### What to do
Each line below is to be copied out exactly, and none may be omitted.

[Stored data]
'''
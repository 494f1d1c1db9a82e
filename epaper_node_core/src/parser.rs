//! Decoding of form-encoded `key=value` payloads into display items.

use log::*;

use crate::content::{DisplayItem, DisplayItemSet};

/// Separator between pairs when none is configured.
pub const DEFAULT_SEPARATOR: char = '&';

const KEY_VALUE_DELIMITER: char = '=';

/// Splits payloads such as `Name:=Shop&Temp:=60` into an ordered item set.
#[derive(Debug, Clone, Copy, PartialEq, Eq)]
pub struct ContentParser {
    separator: char,
}

impl Default for ContentParser {
    fn default() -> Self {
        Self::new(DEFAULT_SEPARATOR)
    }
}

impl ContentParser {
    pub fn new(separator: char) -> Self {
        Self { separator }
    }

    pub fn separator(&self) -> char {
        self.separator
    }

    /// Parses a payload into a fresh item set.
    ///
    /// The payload ends at its first NUL byte. Tokens without `=` are dropped,
    /// keys and values are truncated to their field capacity, and pairs past
    /// the set capacity are ignored. Never fails.
    pub fn parse(&self, payload: &[u8]) -> DisplayItemSet {
        let end = payload
            .iter()
            .position(|&b| b == 0)
            .unwrap_or(payload.len());
        let text = String::from_utf8_lossy(&payload[..end]);

        let mut items = DisplayItemSet::new();
        for token in text.split(self.separator) {
            let Some((key, value)) = token.split_once(KEY_VALUE_DELIMITER) else {
                if !token.is_empty() {
                    debug!("Dropping token without '=': {:?}", token);
                }
                continue;
            };

            if !items.push(DisplayItem::new(key, value)) {
                debug!("Item capacity reached, ignoring remaining pairs");
                break;
            }
        }
        items
    }
}

#[cfg(test)]
mod tests {
    use super::*;
    use crate::content::{ITEM_CAPACITY, KEY_CAPACITY, VALUE_CAPACITY};
    use proptest::prelude::*;

    fn pairs(items: &DisplayItemSet) -> Vec<(String, String)> {
        items
            .iter()
            .map(|item| (item.key().to_string(), item.value().to_string()))
            .collect()
    }

    #[test]
    fn test_order_is_preserved() {
        let items = ContentParser::default().parse(b"Name:=Test&Temp:=200");
        assert_eq!(
            pairs(&items),
            vec![
                ("Name:".to_string(), "Test".to_string()),
                ("Temp:".to_string(), "200".to_string()),
            ]
        );
    }

    #[test]
    fn test_splits_on_first_equals() {
        let items = ContentParser::default().parse(b"expr=a=b");
        assert_eq!(items.headline().unwrap().key(), "expr");
        assert_eq!(items.headline().unwrap().value(), "a=b");
    }

    #[test]
    fn test_malformed_tokens_are_dropped() {
        let items = ContentParser::default().parse(b"junk&&Name:=Shop&also junk&=bare&");
        assert_eq!(
            pairs(&items),
            vec![
                ("Name:".to_string(), "Shop".to_string()),
                (String::new(), "bare".to_string()),
            ]
        );
    }

    #[test]
    fn test_empty_payload() {
        assert!(ContentParser::default().parse(b"").is_empty());
        assert!(ContentParser::default().parse(b"\0Name:=Shop").is_empty());
    }

    #[test]
    fn test_stops_at_capacity() {
        let items = ContentParser::default().parse(b"a=1&b=2&c=3&d=4&e=5&f=6");
        assert_eq!(items.len(), ITEM_CAPACITY);
        assert_eq!(items.iter().last().unwrap().key(), "d");
    }

    #[test]
    fn test_ignores_bytes_after_nul() {
        let items = ContentParser::default().parse(b"a=1\0b=2");
        assert_eq!(pairs(&items), vec![("a".to_string(), "1".to_string())]);
    }

    #[test]
    fn test_oversized_fields_are_truncated() {
        let payload = b"ThisKeyIsWayTooLongToFit=ok&k=ThisValueIsLongerThanTwentyFourBytes";
        let items = ContentParser::default().parse(payload);
        let first = items.headline().unwrap();
        assert_eq!(first.key(), "ThisKeyIsWayTooL");
        assert_eq!(first.value(), "ok");
        let second = &items.rows()[0];
        assert_eq!(second.key(), "k");
        assert_eq!(second.value(), "ThisValueIsLongerThanTwe");
    }

    #[test]
    fn test_custom_separator() {
        let items = ContentParser::new(';').parse(b"a=1;b=2&c=3");
        assert_eq!(
            pairs(&items),
            vec![
                ("a".to_string(), "1".to_string()),
                ("b".to_string(), "2&c=3".to_string()),
            ]
        );
    }

    #[test]
    fn test_invalid_utf8_is_decoded_lossily() {
        let items = ContentParser::default().parse(b"T\xffmp=1");
        assert_eq!(items.len(), 1);
        assert_eq!(items.headline().unwrap().value(), "1");
    }

    proptest! {
        #[test]
        fn prop_parse_is_idempotent(payload in proptest::collection::vec(any::<u8>(), 0..300)) {
            let parser = ContentParser::default();
            prop_assert_eq!(parser.parse(&payload), parser.parse(&payload));
        }

        #[test]
        fn prop_fields_never_exceed_capacity(
            key in "[A-Za-z0-9:]{0,40}",
            value in "[ -%'-<>-~]{0,60}",
        ) {
            let payload = format!("{}={}", key, value);
            let items = ContentParser::default().parse(payload.as_bytes());
            prop_assert_eq!(items.len(), 1);

            let item = items.headline().unwrap();
            prop_assert!(item.key().len() <= KEY_CAPACITY);
            prop_assert!(item.value().len() <= VALUE_CAPACITY);
            prop_assert!(key.starts_with(item.key()));
            prop_assert!(value.starts_with(item.value()));
        }

        #[test]
        fn prop_item_count_is_bounded(count in 0usize..12) {
            let payload = (0..count)
                .map(|i| format!("k{}=v{}", i, i))
                .collect::<Vec<_>>()
                .join("&");
            let items = ContentParser::default().parse(payload.as_bytes());
            prop_assert_eq!(items.len(), count.min(ITEM_CAPACITY));
        }
    }
}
'''
### Reply to the task
repository 494f1d1c1db9a82e
filename epaper_node_core/src/parser.rs
//! Decoding of form-encoded `key=value` payloads into display items.

use log::*;

use crate::content::{DisplayItem, DisplayItemSet};

/// Separator between pairs when none is configured.
pub const DEFAULT_SEPARATOR: char = '&';

const KEY_VALUE_DELIMITER: char = '=';

/// Splits payloads such as `Name:=Shop&Temp:=60` into an ordered item set.
#[derive(Debug, Clone, Copy, PartialEq, Eq)]
pub struct ContentParser {
    separator: char,
}

impl Default for ContentParser {
    fn default() -> Self {
        Self::new(DEFAULT_SEPARATOR)
    }
}

impl ContentParser {
    pub fn new(separator: char) -> Self {
        Self { separator }
    }

    pub fn separator(&self) -> char {
        self.separator
    }

    /// Parses a payload into a fresh item set.
    ///
    /// The payload ends at its first NUL byte. Tokens without `=` are dropped,
    /// keys and values are truncated to their field capacity, and pairs past
    /// the set capacity are ignored. Never fails.
    pub fn parse(&self, payload: &[u8]) -> DisplayItemSet {
        let end = payload
            .iter()
            .position(|&b| b == 0)
            .unwrap_or(payload.len());
        let text = String::from_utf8_lossy(&payload[..end]);

        let mut items = DisplayItemSet::new();
        for token in text.split(self.separator) {
            let Some((key, value)) = token.split_once(KEY_VALUE_DELIMITER) else {
                if !token.is_empty() {
                    debug!("Dropping token without '=': {:?}", token);
                }
                continue;
            };

            if !items.push(DisplayItem::new(key, value)) {
                debug!("Item capacity reached, ignoring remaining pairs");
                break;
            }
        }
        items
    }
}

#[cfg(test)]
mod tests {
    use super::*;
    use crate::content::{ITEM_CAPACITY, KEY_CAPACITY, VALUE_CAPACITY};
    use proptest::prelude::*;

    fn pairs(items: &DisplayItemSet) -> Vec<(String, String)> {
        items
            .iter()
            .map(|item| (item.key().to_string(), item.value().to_string()))
            .collect()
    }

    #[test]
    fn test_order_is_preserved() {
        let items = ContentParser::default().parse(b"Name:=Test&Temp:=200");
        assert_eq!(
            pairs(&items),
            vec![
                ("Name:".to_string(), "Test".to_string()),
                ("Temp:".to_string(), "200".to_string()),
            ]
        );
    }

    #[test]
    fn test_splits_on_first_equals() {
        let items = ContentParser::default().parse(b"expr=a=b");
        assert_eq!(items.headline().unwrap().key(), "expr");
        assert_eq!(items.headline().unwrap().value(), "a=b");
    }

    #[test]
    fn test_malformed_tokens_are_dropped() {
        let items = ContentParser::default().parse(b"junk&&Name:=Shop&also junk&=bare&");
        assert_eq!(
            pairs(&items),
            vec![
                ("Name:".to_string(), "Shop".to_string()),
                (String::new(), "bare".to_string()),
            ]
        );
    }

    #[test]
    fn test_empty_payload() {
        assert!(ContentParser::default().parse(b"").is_empty());
        assert!(ContentParser::default().parse(b"\0Name:=Shop").is_empty());
    }

    #[test]
    fn test_stops_at_capacity() {
        let items = ContentParser::default().parse(b"a=1&b=2&c=3&d=4&e=5&f=6");
        assert_eq!(items.len(), ITEM_CAPACITY);
        assert_eq!(items.iter().last().unwrap().key(), "d");
    }

    #[test]
    fn test_ignores_bytes_after_nul() {
        let items = ContentParser::default().parse(b"a=1\0b=2");
        assert_eq!(pairs(&items), vec![("a".to_string(), "1".to_string())]);
    }

    #[test]
    fn test_oversized_fields_are_truncated() {
        let payload = b"ThisKeyIsWayTooLongToFit=ok&k=ThisValueIsLongerThanTwentyFourBytes";
        let items = ContentParser::default().parse(payload);
        let first = items.headline().unwrap();
        assert_eq!(first.key(), "ThisKeyIsWayTooL");
        assert_eq!(first.value(), "ok");
        let second = &items.rows()[0];
        assert_eq!(second.key(), "k");
        assert_eq!(second.value(), "ThisValueIsLongerThanTwe");
    }

    #[test]
    fn test_custom_separator() {
        let items = ContentParser::new(';').parse(b"a=1;b=2&c=3");
        assert_eq!(
            pairs(&items),
            vec![
                ("a".to_string(), "1".to_string()),
                ("b".to_string(), "2&c=3".to_string()),
            ]
        );
    }

    #[test]
    fn test_invalid_utf8_is_decoded_lossily() {
        let items = ContentParser::default().parse(b"T\xffmp=1");
        assert_eq!(items.len(), 1);
        assert_eq!(items.headline().unwrap().value(), "1");
    }

    proptest! {
        #[test]
        fn prop_parse_is_idempotent(payload in proptest::collection::vec(any::<u8>(), 0..300)) {
            let parser = ContentParser::default();
            prop_assert_eq!(parser.parse(&payload), parser.parse(&payload));
        }

        #[test]
        fn prop_fields_never_exceed_capacity(
            key in "[A-Za-z0-9:]{0,40}",
            value in "[ -%'-<>-~]{0,60}",
        ) {
            let payload = format!("{}={}", key, value);
            let items = ContentParser::default().parse(payload.as_bytes());
            prop_assert_eq!(items.len(), 1);

            let item = items.headline().unwrap();
            prop_assert!(item.key().len() <= KEY_CAPACITY);
            prop_assert!(item.value().len() <= VALUE_CAPACITY);
            prop_assert!(key.starts_with(item.key()));
            prop_assert!(value.starts_with(item.value()));
        }

        #[test]
        fn prop_item_count_is_bounded(count in 0usize..12) {
            let payload = (0..count)
                .map(|i| format!("k{}=v{}", i, i))
                .collect::<Vec<_>>()
                .join("&");
            let items = ContentParser::default().parse(payload.as_bytes());
            prop_assert_eq!(items.len(), count.min(ITEM_CAPACITY));
        }
    }
}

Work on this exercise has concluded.